Required action: Copy all of the entries that follow, exactly.

━━━━━━━━━━

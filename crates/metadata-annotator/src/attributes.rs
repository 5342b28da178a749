//! Applying attribute edits to nodes.
//!
//! Temporary attributes (names starting with `_*`) never reach a node.
//! They are kept in [`ScratchAttributes`], keyed by node path, for the
//! later annotation steps that read engine configuration.

use std::collections::BTreeMap;

use netcdf_tree::{AttributeStore, AttributeValue, Tree};

use crate::config::{is_temporary, AttributeEdit};

/// Temporary attribute values keyed by node path.
#[derive(Debug, Clone, Default, PartialEq)]
pub struct ScratchAttributes {
    by_path: BTreeMap<String, BTreeMap<String, AttributeValue>>,
}

impl ScratchAttributes {
    pub fn get(&self, node_path: &str, name: &str) -> Option<&AttributeValue> {
        self.by_path.get(node_path)?.get(name)
    }

    pub fn set(&mut self, node_path: &str, name: &str, value: AttributeValue) {
        self.by_path
            .entry(node_path.to_string())
            .or_default()
            .insert(name.to_string(), value);
    }

    pub fn remove(&mut self, node_path: &str, name: &str) -> Option<AttributeValue> {
        self.by_path.get_mut(node_path)?.remove(name)
    }

    /// Every node path holding a value for `name`.
    pub fn paths_with<'a>(
        &'a self,
        name: &'a str,
    ) -> impl Iterator<Item = (&'a str, &'a AttributeValue)> + 'a {
        self.by_path
            .iter()
            .filter_map(move |(node_path, values)| Some((node_path.as_str(), values.get(name)?)))
    }

    pub fn is_empty(&self) -> bool {
        self.by_path.values().all(BTreeMap::is_empty)
    }
}

/// Apply edits to one node.
///
/// Set edits overwrite, delete edits remove the attribute when present.
/// Temporary names are redirected to `scratch` under `node_path`.
pub fn apply_edits<S: AttributeStore>(
    node: &mut S,
    node_path: &str,
    edits: &BTreeMap<String, AttributeEdit>,
    scratch: &mut ScratchAttributes,
) {
    for (name, edit) in edits {
        match (is_temporary(name), edit) {
            (true, AttributeEdit::Set(value)) => scratch.set(node_path, name, value.clone()),
            (true, AttributeEdit::Delete) => {
                scratch.remove(node_path, name);
            }
            (false, AttributeEdit::Set(value)) => node.set_attribute(name, value.clone()),
            (false, AttributeEdit::Delete) => {
                node.delete_attribute(name);
            }
        }
    }
}

/// Look up an attribute, reading temporary names from `scratch`.
pub fn lookup<'a>(
    tree: &'a Tree,
    scratch: &'a ScratchAttributes,
    node_path: &str,
    name: &str,
) -> Option<&'a AttributeValue> {
    if is_temporary(name) {
        scratch.get(node_path, name)
    } else {
        tree.node(node_path)?.attribute(name)
    }
}

/// Text value of an attribute, if present and textual.
pub fn lookup_str<'a>(
    tree: &'a Tree,
    scratch: &'a ScratchAttributes,
    node_path: &str,
    name: &str,
) -> Option<&'a str> {
    lookup(tree, scratch, node_path, name).and_then(AttributeValue::as_str)
}

#[cfg(test)]
mod tests {
    use super::*;
    use crate::config::temporary;

    fn edits(entries: &[(&str, Option<&str>)]) -> BTreeMap<String, AttributeEdit> {
        entries
            .iter()
            .map(|(name, value)| {
                let edit = match value {
                    Some(value) => AttributeEdit::Set(AttributeValue::from(*value)),
                    None => AttributeEdit::Delete,
                };
                (name.to_string(), edit)
            })
            .collect()
    }

    #[test]
    fn test_set_update_and_delete() {
        let mut tree = test_utils::sample_granule();
        let mut scratch = ScratchAttributes::default();
        let node = tree.root_mut();

        apply_edits(
            node,
            "/",
            &edits(&[
                ("update", Some("corrected")),
                ("addition", Some("new")),
                ("delete", None),
            ]),
            &mut scratch,
        );

        assert_eq!(node.attribute("update"), Some(&AttributeValue::from("corrected")));
        assert_eq!(node.attribute("addition"), Some(&AttributeValue::from("new")));
        assert!(!node.has_attribute("delete"));
        assert_eq!(node.attribute("short_name"), Some(&AttributeValue::from("TEST01")));
    }

    #[test]
    fn test_deleting_absent_attribute_is_noop() {
        let mut tree = test_utils::sample_granule();
        let mut scratch = ScratchAttributes::default();
        let before = tree.clone();

        let node = tree.node_mut("/variable_three").unwrap();
        apply_edits(node, "/variable_three", &edits(&[("missing_attr", None)]), &mut scratch);

        assert_eq!(tree, before);
    }

    #[test]
    fn test_temporary_attributes_never_reach_the_node() {
        let mut tree = test_utils::sample_granule();
        let mut scratch = ScratchAttributes::default();

        let node = tree.node_mut("/variable_one").unwrap();
        apply_edits(
            node,
            "/variable_one",
            &edits(&[
                (temporary::SUBSET_INDEX_REFERENCE, Some("column_index")),
                ("units", Some("m")),
            ]),
            &mut scratch,
        );

        assert!(!node.has_attribute(temporary::SUBSET_INDEX_REFERENCE));
        assert_eq!(
            lookup_str(&tree, &scratch, "/variable_one", temporary::SUBSET_INDEX_REFERENCE),
            Some("column_index")
        );
        assert_eq!(lookup_str(&tree, &scratch, "/variable_one", "units"), Some("m"));
    }

    #[test]
    fn test_scratch_delete_and_listing() {
        let mut scratch = ScratchAttributes::default();
        scratch.set("/x", temporary::GRID_MAPPING, AttributeValue::from("crs"));
        scratch.set("/y", temporary::GRID_MAPPING, AttributeValue::from("crs"));
        scratch.set("/y", temporary::DIMENSION_VALUE_DTYPE, AttributeValue::from("f4"));

        let paths: Vec<&str> = scratch
            .paths_with(temporary::GRID_MAPPING)
            .map(|(path, _)| path)
            .collect();
        assert_eq!(paths, vec!["/x", "/y"]);

        let mut tree = Tree::new();
        tree.add_variable("/x", &[], netcdf_tree::DataType::Int8, vec![]).unwrap();
        let node = tree.node_mut("/x").unwrap();
        apply_edits(node, "/x", &edits(&[(temporary::GRID_MAPPING, None)]), &mut scratch);

        assert!(scratch.get("/x", temporary::GRID_MAPPING).is_none());
        assert!(!scratch.is_empty());
    }
}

━━━━━━━━━━

Task response:
filename crates/metadata-annotator/src/attributes.rs
repository 5342b28da178a749
//! Applying attribute edits to nodes.
//!
//! Temporary attributes (names starting with `_*`) never reach a node.
//! They are kept in [`ScratchAttributes`], keyed by node path, for the
//! later annotation steps that read engine configuration.

use std::collections::BTreeMap;

use netcdf_tree::{AttributeStore, AttributeValue, Tree};

use crate::config::{is_temporary, AttributeEdit};

/// Temporary attribute values keyed by node path.
#[derive(Debug, Clone, Default, PartialEq)]
pub struct ScratchAttributes {
    by_path: BTreeMap<String, BTreeMap<String, AttributeValue>>,
}

impl ScratchAttributes {
    pub fn get(&self, node_path: &str, name: &str) -> Option<&AttributeValue> {
        self.by_path.get(node_path)?.get(name)
    }

    pub fn set(&mut self, node_path: &str, name: &str, value: AttributeValue) {
        self.by_path
            .entry(node_path.to_string())
            .or_default()
            .insert(name.to_string(), value);
    }

    pub fn remove(&mut self, node_path: &str, name: &str) -> Option<AttributeValue> {
        self.by_path.get_mut(node_path)?.remove(name)
    }

    /// Every node path holding a value for `name`.
    pub fn paths_with<'a>(
        &'a self,
        name: &'a str,
    ) -> impl Iterator<Item = (&'a str, &'a AttributeValue)> + 'a {
        self.by_path
            .iter()
            .filter_map(move |(node_path, values)| Some((node_path.as_str(), values.get(name)?)))
    }

    pub fn is_empty(&self) -> bool {
        self.by_path.values().all(BTreeMap::is_empty)
    }
}

/// Apply edits to one node.
///
/// Set edits overwrite, delete edits remove the attribute when present.
/// Temporary names are redirected to `scratch` under `node_path`.
pub fn apply_edits<S: AttributeStore>(
    node: &mut S,
    node_path: &str,
    edits: &BTreeMap<String, AttributeEdit>,
    scratch: &mut ScratchAttributes,
) {
    for (name, edit) in edits {
        match (is_temporary(name), edit) {
            (true, AttributeEdit::Set(value)) => scratch.set(node_path, name, value.clone()),
            (true, AttributeEdit::Delete) => {
                scratch.remove(node_path, name);
            }
            (false, AttributeEdit::Set(value)) => node.set_attribute(name, value.clone()),
            (false, AttributeEdit::Delete) => {
                node.delete_attribute(name);
            }
        }
    }
}

/// Look up an attribute, reading temporary names from `scratch`.
pub fn lookup<'a>(
    tree: &'a Tree,
    scratch: &'a ScratchAttributes,
    node_path: &str,
    name: &str,
) -> Option<&'a AttributeValue> {
    if is_temporary(name) {
        scratch.get(node_path, name)
    } else {
        tree.node(node_path)?.attribute(name)
    }
}

/// Text value of an attribute, if present and textual.
pub fn lookup_str<'a>(
    tree: &'a Tree,
    scratch: &'a ScratchAttributes,
    node_path: &str,
    name: &str,
) -> Option<&'a str> {
    lookup(tree, scratch, node_path, name).and_then(AttributeValue::as_str)
}

#[cfg(test)]
mod tests {
    use super::*;
    use crate::config::temporary;

    fn edits(entries: &[(&str, Option<&str>)]) -> BTreeMap<String, AttributeEdit> {
        entries
            .iter()
            .map(|(name, value)| {
                let edit = match value {
                    Some(value) => AttributeEdit::Set(AttributeValue::from(*value)),
                    None => AttributeEdit::Delete,
                };
                (name.to_string(), edit)
            })
            .collect()
    }

    #[test]
    fn test_set_update_and_delete() {
        let mut tree = test_utils::sample_granule();
        let mut scratch = ScratchAttributes::default();
        let node = tree.root_mut();

        apply_edits(
            node,
            "/",
            &edits(&[
                ("update", Some("corrected")),
                ("addition", Some("new")),
                ("delete", None),
            ]),
            &mut scratch,
        );

        assert_eq!(node.attribute("update"), Some(&AttributeValue::from("corrected")));
        assert_eq!(node.attribute("addition"), Some(&AttributeValue::from("new")));
        assert!(!node.has_attribute("delete"));
        assert_eq!(node.attribute("short_name"), Some(&AttributeValue::from("TEST01")));
    }

    #[test]
    fn test_deleting_absent_attribute_is_noop() {
        let mut tree = test_utils::sample_granule();
        let mut scratch = ScratchAttributes::default();
        let before = tree.clone();

        let node = tree.node_mut("/variable_three").unwrap();
        apply_edits(node, "/variable_three", &edits(&[("missing_attr", None)]), &mut scratch);

        assert_eq!(tree, before);
    }

    #[test]
    fn test_temporary_attributes_never_reach_the_node() {
        let mut tree = test_utils::sample_granule();
        let mut scratch = ScratchAttributes::default();

        let node = tree.node_mut("/variable_one").unwrap();
        apply_edits(
            node,
            "/variable_one",
            &edits(&[
                (temporary::SUBSET_INDEX_REFERENCE, Some("column_index")),
                ("units", Some("m")),
            ]),
            &mut scratch,
        );

        assert!(!node.has_attribute(temporary::SUBSET_INDEX_REFERENCE));
        assert_eq!(
            lookup_str(&tree, &scratch, "/variable_one", temporary::SUBSET_INDEX_REFERENCE),
            Some("column_index")
        );
        assert_eq!(lookup_str(&tree, &scratch, "/variable_one", "units"), Some("m"));
    }

    #[test]
    fn test_scratch_delete_and_listing() {
        let mut scratch = ScratchAttributes::default();
        scratch.set("/x", temporary::GRID_MAPPING, AttributeValue::from("crs"));
        scratch.set("/y", temporary::GRID_MAPPING, AttributeValue::from("crs"));
        scratch.set("/y", temporary::DIMENSION_VALUE_DTYPE, AttributeValue::from("f4"));

        let paths: Vec<&str> = scratch
            .paths_with(temporary::GRID_MAPPING)
            .map(|(path, _)| path)
            .collect();
        assert_eq!(paths, vec!["/x", "/y"]);

        let mut tree = Tree::new();
        tree.add_variable("/x", &[], netcdf_tree::DataType::Int8, vec![]).unwrap();
        let node = tree.node_mut("/x").unwrap();
        apply_edits(node, "/x", &edits(&[(temporary::GRID_MAPPING, None)]), &mut scratch);

        assert!(scratch.get("/x", temporary::GRID_MAPPING).is_none());
        assert!(!scratch.is_empty());
    }
}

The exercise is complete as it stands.